> Task goal: Reproduce all of the material, keeping each line intact.

==============================

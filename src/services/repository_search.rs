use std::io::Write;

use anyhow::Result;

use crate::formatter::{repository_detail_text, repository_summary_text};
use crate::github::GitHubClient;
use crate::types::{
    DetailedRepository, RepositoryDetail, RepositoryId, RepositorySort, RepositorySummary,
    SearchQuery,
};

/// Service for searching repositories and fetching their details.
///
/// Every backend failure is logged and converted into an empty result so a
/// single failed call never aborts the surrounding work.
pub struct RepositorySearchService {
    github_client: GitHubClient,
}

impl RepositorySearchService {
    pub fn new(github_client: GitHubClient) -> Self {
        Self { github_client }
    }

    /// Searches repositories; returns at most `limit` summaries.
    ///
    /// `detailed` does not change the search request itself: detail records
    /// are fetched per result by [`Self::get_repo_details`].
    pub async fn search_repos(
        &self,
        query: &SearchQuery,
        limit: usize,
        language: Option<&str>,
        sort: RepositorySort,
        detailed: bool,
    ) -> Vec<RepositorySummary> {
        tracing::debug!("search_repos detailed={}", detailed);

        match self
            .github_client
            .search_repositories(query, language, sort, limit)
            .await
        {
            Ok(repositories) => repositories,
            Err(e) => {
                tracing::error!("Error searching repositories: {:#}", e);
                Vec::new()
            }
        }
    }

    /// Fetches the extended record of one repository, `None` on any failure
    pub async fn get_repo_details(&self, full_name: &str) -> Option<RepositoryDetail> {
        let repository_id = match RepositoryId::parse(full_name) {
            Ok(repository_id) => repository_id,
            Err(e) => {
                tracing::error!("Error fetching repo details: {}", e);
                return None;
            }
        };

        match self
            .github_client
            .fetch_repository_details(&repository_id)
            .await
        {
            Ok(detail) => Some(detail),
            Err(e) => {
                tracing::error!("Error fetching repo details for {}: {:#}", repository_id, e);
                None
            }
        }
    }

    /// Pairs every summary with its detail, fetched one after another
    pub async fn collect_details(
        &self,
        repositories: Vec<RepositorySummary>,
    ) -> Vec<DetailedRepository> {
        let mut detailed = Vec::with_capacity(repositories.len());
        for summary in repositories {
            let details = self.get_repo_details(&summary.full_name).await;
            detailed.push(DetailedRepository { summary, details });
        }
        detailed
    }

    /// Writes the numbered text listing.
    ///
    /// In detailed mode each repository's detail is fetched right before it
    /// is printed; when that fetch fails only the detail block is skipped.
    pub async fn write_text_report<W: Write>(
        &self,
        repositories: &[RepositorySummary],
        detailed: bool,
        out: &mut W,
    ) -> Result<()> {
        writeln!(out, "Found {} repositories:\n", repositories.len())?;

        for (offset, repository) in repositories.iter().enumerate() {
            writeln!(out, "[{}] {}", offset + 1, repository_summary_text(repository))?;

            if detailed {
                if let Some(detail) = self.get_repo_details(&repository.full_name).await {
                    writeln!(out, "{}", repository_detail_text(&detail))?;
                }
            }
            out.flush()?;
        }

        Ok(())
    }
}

==============================

> Response:
filename src/services/repository_search.rs
use std::io::Write;

use anyhow::Result;

use crate::formatter::{repository_detail_text, repository_summary_text};
use crate::github::GitHubClient;
use crate::types::{
    DetailedRepository, RepositoryDetail, RepositoryId, RepositorySort, RepositorySummary,
    SearchQuery,
};

/// Service for searching repositories and fetching their details.
///
/// Every backend failure is logged and converted into an empty result so a
/// single failed call never aborts the surrounding work.
pub struct RepositorySearchService {
    github_client: GitHubClient,
}

impl RepositorySearchService {
    pub fn new(github_client: GitHubClient) -> Self {
        Self { github_client }
    }

    /// Searches repositories; returns at most `limit` summaries.
    ///
    /// `detailed` does not change the search request itself: detail records
    /// are fetched per result by [`Self::get_repo_details`].
    pub async fn search_repos(
        &self,
        query: &SearchQuery,
        limit: usize,
        language: Option<&str>,
        sort: RepositorySort,
        detailed: bool,
    ) -> Vec<RepositorySummary> {
        tracing::debug!("search_repos detailed={}", detailed);

        match self
            .github_client
            .search_repositories(query, language, sort, limit)
            .await
        {
            Ok(repositories) => repositories,
            Err(e) => {
                tracing::error!("Error searching repositories: {:#}", e);
                Vec::new()
            }
        }
    }

    /// Fetches the extended record of one repository, `None` on any failure
    pub async fn get_repo_details(&self, full_name: &str) -> Option<RepositoryDetail> {
        let repository_id = match RepositoryId::parse(full_name) {
            Ok(repository_id) => repository_id,
            Err(e) => {
                tracing::error!("Error fetching repo details: {}", e);
                return None;
            }
        };

        match self
            .github_client
            .fetch_repository_details(&repository_id)
            .await
        {
            Ok(detail) => Some(detail),
            Err(e) => {
                tracing::error!("Error fetching repo details for {}: {:#}", repository_id, e);
                None
            }
        }
    }

    /// Pairs every summary with its detail, fetched one after another
    pub async fn collect_details(
        &self,
        repositories: Vec<RepositorySummary>,
    ) -> Vec<DetailedRepository> {
        let mut detailed = Vec::with_capacity(repositories.len());
        for summary in repositories {
            let details = self.get_repo_details(&summary.full_name).await;
            detailed.push(DetailedRepository { summary, details });
        }
        detailed
    }

    /// Writes the numbered text listing.
    ///
    /// In detailed mode each repository's detail is fetched right before it
    /// is printed; when that fetch fails only the detail block is skipped.
    pub async fn write_text_report<W: Write>(
        &self,
        repositories: &[RepositorySummary],
        detailed: bool,
        out: &mut W,
    ) -> Result<()> {
        writeln!(out, "Found {} repositories:\n", repositories.len())?;

        for (offset, repository) in repositories.iter().enumerate() {
            writeln!(out, "[{}] {}", offset + 1, repository_summary_text(repository))?;

            if detailed {
                if let Some(detail) = self.get_repo_details(&repository.full_name).await {
                    writeln!(out, "{}", repository_detail_text(&detail))?;
                }
            }
            out.flush()?;
        }

        Ok(())
    }
}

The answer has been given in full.